» WHAT TO PRODUCE
Across the entries below, work out how many lines contain "alone". Please give the number only.

[Stored items from a collection]
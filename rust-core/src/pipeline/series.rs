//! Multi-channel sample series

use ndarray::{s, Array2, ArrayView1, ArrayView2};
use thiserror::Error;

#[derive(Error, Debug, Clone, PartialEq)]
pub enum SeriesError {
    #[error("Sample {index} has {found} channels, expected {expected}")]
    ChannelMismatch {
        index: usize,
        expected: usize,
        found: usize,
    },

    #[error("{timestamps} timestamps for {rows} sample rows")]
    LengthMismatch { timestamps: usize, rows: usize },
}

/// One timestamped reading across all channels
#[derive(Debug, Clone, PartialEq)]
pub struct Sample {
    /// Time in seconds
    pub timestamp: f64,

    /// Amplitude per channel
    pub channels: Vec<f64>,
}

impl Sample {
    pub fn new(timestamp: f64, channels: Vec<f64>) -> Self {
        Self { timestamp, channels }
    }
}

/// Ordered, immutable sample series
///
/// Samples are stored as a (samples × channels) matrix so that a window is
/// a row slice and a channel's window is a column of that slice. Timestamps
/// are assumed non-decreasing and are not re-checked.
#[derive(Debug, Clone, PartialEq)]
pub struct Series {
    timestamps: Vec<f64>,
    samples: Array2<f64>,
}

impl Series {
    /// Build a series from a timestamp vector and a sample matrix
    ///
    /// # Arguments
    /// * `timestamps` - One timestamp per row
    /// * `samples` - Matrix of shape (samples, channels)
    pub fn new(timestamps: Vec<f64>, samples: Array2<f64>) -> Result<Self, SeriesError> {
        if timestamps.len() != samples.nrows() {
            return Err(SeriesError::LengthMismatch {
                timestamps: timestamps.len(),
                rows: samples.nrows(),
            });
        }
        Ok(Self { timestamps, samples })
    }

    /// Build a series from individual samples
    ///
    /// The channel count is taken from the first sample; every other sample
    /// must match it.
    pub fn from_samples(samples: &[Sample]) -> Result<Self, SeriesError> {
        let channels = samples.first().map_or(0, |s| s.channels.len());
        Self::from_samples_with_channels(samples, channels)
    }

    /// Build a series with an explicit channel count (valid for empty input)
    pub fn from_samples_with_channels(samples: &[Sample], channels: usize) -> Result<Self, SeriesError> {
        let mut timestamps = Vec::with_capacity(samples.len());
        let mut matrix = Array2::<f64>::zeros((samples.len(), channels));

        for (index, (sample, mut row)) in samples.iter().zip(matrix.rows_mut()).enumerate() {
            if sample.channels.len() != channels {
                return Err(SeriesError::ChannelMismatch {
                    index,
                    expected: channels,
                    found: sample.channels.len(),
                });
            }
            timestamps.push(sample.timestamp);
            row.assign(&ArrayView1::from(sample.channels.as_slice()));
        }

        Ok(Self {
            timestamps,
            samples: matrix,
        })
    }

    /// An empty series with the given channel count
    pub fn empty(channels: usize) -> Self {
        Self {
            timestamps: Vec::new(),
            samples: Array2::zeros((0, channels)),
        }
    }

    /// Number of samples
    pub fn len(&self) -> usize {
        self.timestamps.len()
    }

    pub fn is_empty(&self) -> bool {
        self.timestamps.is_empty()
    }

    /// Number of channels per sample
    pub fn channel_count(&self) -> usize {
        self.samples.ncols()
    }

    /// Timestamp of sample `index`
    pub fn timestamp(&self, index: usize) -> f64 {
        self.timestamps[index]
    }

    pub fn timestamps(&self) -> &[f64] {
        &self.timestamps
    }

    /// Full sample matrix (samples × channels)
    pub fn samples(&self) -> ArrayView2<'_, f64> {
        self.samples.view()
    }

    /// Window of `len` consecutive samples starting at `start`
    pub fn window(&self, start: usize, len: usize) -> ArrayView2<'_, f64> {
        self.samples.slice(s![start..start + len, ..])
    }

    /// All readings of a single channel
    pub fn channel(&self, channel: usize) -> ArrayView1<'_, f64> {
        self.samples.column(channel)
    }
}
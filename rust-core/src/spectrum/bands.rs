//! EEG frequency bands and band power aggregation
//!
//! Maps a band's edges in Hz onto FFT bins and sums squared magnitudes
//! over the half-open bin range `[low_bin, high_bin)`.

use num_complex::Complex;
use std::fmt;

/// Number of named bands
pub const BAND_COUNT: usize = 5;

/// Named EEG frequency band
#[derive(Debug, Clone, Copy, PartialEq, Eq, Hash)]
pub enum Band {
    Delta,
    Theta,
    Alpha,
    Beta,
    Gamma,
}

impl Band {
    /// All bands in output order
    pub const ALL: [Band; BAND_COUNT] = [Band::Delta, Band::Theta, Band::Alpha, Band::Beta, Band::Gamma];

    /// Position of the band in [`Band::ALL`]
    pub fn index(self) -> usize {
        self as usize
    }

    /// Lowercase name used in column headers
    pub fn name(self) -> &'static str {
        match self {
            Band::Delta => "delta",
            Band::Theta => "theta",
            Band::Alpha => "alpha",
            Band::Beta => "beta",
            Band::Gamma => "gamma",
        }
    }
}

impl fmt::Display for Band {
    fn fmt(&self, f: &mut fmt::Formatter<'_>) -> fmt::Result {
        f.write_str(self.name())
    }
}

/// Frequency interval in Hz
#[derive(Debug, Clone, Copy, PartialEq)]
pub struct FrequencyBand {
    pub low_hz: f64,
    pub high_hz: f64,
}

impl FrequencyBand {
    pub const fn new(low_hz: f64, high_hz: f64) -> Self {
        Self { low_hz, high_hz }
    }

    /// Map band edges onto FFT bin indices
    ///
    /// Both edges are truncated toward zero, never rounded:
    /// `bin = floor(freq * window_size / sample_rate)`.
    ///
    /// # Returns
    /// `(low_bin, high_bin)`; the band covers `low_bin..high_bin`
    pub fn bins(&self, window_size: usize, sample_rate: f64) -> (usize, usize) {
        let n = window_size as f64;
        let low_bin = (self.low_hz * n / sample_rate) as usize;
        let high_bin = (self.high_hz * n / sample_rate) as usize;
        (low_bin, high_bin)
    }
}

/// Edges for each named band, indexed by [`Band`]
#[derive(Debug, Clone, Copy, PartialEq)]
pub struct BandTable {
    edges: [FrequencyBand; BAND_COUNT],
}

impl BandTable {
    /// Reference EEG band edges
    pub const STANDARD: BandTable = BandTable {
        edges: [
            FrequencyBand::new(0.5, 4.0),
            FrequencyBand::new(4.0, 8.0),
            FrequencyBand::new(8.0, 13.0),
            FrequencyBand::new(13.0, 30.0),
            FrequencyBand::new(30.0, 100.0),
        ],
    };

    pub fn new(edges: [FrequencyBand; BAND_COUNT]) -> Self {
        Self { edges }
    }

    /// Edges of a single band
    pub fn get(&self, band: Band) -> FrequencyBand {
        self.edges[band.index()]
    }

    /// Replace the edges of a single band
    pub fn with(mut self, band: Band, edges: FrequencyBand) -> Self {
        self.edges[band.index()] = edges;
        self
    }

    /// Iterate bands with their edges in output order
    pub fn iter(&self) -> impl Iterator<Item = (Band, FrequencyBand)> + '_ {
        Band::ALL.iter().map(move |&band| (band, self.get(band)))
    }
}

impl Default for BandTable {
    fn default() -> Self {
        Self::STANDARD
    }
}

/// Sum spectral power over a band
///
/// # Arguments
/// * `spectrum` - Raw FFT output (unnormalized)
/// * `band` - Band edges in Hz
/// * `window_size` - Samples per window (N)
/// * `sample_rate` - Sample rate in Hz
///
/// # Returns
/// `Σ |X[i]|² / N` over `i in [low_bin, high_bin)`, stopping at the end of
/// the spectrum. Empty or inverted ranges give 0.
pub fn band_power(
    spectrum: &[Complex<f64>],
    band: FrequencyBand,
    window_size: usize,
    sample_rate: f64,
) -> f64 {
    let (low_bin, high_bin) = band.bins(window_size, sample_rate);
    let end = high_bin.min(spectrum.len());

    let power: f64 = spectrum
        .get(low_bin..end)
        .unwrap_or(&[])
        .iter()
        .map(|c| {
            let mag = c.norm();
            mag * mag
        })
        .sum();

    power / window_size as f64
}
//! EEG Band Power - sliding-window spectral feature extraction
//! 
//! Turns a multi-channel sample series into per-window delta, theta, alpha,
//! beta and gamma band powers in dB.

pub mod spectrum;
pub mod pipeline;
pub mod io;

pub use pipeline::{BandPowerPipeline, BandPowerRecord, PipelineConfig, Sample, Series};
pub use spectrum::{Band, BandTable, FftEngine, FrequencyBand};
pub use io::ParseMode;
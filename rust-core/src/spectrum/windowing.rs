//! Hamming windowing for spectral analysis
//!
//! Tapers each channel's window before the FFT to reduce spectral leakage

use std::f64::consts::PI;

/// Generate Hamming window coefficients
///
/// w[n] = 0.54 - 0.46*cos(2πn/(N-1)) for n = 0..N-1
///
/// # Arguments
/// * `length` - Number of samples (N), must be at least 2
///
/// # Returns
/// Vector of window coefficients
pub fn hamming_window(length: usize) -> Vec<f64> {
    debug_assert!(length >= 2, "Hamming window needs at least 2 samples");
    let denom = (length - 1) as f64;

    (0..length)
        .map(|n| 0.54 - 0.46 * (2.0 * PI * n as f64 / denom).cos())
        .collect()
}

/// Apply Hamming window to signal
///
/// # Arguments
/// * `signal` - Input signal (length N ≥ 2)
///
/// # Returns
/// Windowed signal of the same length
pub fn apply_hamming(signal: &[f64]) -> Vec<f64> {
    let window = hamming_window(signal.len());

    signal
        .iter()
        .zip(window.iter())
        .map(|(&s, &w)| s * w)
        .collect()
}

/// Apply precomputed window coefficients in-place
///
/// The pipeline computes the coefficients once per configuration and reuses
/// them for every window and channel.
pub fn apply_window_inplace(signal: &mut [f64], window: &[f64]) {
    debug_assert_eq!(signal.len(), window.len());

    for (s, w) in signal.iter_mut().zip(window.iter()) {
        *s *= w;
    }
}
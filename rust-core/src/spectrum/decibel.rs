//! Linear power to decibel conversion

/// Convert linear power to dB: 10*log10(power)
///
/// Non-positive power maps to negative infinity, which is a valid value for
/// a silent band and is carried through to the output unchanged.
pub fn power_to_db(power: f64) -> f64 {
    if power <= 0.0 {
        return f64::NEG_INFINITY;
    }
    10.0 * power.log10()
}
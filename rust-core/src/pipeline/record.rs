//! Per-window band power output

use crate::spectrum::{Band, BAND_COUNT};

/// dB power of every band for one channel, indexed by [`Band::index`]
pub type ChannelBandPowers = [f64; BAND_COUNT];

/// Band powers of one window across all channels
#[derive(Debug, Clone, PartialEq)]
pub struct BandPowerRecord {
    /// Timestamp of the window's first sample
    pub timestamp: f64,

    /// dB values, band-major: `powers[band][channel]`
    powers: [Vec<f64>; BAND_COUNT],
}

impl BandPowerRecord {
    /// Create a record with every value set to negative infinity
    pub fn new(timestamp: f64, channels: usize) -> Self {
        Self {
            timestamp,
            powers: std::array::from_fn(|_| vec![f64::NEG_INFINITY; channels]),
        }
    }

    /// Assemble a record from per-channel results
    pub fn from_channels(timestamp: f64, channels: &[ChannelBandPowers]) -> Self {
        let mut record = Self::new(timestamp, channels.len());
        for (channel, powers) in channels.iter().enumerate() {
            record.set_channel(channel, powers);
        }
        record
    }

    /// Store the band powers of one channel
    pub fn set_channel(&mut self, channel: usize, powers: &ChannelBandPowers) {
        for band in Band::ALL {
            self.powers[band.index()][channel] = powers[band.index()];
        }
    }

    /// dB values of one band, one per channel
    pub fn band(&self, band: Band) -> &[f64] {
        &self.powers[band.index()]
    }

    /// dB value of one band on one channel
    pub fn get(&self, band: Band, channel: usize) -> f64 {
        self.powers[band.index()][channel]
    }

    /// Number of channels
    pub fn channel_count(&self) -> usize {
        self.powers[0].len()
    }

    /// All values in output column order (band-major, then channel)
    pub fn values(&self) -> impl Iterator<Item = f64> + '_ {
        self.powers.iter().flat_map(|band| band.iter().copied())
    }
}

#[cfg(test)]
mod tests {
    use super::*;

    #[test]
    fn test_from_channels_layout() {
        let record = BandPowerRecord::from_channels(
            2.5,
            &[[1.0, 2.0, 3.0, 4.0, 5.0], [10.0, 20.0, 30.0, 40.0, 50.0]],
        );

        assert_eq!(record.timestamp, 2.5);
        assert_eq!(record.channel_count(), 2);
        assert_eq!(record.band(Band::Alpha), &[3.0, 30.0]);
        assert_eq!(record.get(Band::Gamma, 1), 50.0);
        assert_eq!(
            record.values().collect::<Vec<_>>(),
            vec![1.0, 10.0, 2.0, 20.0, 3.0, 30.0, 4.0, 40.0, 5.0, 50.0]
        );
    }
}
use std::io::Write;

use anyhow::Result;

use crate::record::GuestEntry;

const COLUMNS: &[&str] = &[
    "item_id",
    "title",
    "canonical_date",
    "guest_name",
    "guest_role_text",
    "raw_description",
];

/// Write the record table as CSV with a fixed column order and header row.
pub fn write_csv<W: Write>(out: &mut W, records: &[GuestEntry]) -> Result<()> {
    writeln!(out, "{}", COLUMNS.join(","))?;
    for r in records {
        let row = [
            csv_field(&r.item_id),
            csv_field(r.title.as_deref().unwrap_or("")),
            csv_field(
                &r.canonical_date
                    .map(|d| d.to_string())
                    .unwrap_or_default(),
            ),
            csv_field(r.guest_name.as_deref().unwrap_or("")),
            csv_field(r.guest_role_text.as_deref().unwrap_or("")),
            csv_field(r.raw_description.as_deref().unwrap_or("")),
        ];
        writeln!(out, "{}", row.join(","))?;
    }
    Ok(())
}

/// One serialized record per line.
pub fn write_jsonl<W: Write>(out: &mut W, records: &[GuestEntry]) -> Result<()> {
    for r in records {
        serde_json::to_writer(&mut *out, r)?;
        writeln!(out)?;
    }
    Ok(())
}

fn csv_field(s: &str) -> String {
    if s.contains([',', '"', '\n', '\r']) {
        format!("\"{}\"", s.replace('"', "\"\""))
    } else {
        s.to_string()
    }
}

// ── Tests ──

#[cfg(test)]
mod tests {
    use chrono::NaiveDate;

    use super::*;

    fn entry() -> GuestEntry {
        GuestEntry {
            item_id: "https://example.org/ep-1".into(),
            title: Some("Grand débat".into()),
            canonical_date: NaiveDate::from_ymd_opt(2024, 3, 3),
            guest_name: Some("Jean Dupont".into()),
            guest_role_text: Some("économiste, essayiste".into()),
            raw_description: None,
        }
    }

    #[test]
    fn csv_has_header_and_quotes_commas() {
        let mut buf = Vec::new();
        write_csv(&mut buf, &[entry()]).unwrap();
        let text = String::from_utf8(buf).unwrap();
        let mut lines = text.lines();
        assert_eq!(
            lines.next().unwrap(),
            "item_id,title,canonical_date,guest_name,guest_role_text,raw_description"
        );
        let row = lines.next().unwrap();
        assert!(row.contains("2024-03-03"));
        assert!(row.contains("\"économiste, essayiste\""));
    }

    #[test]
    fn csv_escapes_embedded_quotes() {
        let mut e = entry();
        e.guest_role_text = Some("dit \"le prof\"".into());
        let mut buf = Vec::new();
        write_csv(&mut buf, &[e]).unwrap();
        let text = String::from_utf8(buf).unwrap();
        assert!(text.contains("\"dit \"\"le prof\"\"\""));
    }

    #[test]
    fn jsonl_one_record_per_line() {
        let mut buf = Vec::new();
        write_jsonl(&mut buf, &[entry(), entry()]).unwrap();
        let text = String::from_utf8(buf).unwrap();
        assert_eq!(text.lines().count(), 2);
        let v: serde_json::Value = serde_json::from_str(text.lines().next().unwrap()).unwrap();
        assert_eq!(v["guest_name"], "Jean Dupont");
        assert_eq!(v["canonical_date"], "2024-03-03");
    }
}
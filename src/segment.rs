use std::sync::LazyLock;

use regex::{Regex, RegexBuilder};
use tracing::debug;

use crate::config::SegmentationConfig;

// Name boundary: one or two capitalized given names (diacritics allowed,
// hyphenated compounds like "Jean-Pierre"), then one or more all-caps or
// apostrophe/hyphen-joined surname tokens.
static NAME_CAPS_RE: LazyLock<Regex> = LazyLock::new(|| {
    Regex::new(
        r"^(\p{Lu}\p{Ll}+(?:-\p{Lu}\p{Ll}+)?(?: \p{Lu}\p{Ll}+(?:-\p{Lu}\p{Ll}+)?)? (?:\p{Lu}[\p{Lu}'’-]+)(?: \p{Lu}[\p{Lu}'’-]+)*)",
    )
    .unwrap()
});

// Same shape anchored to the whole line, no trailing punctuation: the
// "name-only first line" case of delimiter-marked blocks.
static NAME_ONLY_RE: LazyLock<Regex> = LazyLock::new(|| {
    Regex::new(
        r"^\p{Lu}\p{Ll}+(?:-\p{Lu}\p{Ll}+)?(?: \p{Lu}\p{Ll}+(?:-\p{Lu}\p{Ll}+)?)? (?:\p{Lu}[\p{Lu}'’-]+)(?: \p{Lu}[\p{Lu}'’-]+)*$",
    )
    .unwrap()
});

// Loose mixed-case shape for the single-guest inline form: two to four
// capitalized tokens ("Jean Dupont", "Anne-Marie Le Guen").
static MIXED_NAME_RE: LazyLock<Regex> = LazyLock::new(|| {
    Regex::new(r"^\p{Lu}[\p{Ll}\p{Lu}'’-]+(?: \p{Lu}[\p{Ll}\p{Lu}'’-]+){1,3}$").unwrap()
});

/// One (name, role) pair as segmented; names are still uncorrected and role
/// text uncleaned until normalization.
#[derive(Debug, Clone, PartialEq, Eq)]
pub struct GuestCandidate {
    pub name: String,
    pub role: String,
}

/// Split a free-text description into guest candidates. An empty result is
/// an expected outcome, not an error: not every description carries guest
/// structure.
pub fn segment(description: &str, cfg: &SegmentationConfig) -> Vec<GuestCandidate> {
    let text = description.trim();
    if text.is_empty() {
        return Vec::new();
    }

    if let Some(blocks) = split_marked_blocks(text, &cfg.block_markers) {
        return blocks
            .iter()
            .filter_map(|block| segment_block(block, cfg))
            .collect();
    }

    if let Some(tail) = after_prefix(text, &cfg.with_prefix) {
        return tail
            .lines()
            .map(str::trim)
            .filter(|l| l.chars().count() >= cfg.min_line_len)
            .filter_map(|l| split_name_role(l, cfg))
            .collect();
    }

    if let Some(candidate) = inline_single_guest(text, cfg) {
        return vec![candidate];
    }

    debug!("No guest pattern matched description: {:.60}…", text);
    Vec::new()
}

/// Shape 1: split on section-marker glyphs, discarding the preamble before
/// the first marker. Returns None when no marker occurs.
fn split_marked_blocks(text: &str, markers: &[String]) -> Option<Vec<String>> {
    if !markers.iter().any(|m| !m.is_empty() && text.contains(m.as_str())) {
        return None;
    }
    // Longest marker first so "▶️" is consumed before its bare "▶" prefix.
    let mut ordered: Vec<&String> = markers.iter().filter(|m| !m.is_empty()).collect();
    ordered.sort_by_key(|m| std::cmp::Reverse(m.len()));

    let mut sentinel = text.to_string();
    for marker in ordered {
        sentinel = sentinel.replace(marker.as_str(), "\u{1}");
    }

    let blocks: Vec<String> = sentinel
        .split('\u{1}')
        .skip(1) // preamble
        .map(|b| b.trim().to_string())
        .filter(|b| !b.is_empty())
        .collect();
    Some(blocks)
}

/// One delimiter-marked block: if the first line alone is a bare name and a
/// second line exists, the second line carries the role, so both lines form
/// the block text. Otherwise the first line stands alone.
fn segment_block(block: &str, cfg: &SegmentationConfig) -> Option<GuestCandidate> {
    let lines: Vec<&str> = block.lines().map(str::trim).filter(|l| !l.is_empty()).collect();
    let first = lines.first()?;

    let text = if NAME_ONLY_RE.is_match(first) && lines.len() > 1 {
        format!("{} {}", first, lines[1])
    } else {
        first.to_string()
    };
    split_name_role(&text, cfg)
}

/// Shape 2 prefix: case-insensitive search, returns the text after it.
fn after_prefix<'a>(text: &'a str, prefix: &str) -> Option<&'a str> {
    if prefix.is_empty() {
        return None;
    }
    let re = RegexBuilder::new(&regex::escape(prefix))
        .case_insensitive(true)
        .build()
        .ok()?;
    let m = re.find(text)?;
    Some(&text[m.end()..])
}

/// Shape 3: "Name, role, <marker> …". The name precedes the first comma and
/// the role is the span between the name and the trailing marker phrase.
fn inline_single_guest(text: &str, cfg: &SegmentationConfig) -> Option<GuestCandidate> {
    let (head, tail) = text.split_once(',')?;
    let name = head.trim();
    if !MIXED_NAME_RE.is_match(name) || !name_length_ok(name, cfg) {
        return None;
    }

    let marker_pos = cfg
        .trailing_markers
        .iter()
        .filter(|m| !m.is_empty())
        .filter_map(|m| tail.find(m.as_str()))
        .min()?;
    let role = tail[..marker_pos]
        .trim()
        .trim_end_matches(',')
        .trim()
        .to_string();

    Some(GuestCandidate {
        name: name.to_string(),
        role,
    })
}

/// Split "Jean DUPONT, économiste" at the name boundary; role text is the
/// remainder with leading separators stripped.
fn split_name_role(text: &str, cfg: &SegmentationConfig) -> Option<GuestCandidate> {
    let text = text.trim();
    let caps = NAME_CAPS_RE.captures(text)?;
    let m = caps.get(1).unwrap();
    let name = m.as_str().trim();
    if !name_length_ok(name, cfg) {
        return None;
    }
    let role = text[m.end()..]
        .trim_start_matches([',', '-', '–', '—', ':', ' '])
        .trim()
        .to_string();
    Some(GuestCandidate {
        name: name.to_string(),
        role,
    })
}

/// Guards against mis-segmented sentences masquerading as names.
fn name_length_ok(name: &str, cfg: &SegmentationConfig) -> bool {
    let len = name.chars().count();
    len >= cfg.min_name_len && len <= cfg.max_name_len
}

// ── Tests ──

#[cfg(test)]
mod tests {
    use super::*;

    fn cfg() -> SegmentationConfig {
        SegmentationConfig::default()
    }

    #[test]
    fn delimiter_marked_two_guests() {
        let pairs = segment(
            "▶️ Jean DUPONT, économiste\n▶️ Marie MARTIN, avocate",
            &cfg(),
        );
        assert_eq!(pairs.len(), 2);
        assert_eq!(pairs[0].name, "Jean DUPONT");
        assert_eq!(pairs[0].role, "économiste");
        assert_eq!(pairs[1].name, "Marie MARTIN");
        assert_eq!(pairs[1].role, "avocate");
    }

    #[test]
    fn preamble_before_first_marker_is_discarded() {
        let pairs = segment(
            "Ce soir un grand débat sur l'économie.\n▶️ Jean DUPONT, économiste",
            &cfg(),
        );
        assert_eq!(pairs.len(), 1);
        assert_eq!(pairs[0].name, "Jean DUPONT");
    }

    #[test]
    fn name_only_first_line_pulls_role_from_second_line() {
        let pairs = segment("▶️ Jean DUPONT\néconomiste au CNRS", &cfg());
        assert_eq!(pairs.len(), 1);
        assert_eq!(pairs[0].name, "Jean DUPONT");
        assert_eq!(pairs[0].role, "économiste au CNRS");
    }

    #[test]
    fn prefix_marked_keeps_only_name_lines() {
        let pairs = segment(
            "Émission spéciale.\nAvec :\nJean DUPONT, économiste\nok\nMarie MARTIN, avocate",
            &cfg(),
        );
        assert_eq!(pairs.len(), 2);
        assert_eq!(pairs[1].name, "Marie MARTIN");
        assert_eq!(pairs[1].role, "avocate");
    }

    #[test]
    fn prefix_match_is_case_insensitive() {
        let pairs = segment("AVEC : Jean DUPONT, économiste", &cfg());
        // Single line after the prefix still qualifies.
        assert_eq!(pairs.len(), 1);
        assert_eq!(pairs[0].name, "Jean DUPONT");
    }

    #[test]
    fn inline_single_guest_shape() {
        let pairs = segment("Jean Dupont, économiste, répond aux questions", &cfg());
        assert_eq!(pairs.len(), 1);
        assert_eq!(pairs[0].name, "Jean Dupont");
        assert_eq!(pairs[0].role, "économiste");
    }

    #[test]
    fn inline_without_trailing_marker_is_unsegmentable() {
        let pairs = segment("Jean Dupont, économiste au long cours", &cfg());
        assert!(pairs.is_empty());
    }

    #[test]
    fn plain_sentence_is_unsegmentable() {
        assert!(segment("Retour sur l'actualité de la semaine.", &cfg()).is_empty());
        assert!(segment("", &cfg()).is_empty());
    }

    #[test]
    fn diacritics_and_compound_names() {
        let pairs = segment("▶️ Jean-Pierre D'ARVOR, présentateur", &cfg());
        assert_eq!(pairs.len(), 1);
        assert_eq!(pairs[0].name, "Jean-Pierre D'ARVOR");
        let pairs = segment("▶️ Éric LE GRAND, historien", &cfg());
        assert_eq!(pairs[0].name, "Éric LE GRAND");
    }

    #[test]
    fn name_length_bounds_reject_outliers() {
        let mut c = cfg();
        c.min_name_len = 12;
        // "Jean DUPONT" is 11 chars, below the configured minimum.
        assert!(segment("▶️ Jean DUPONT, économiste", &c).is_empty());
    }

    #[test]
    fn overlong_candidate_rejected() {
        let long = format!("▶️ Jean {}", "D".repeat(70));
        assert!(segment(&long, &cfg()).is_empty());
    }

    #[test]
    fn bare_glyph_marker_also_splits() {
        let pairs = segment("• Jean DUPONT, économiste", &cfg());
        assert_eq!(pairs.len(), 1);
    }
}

» EXPECTED OUTPUT
2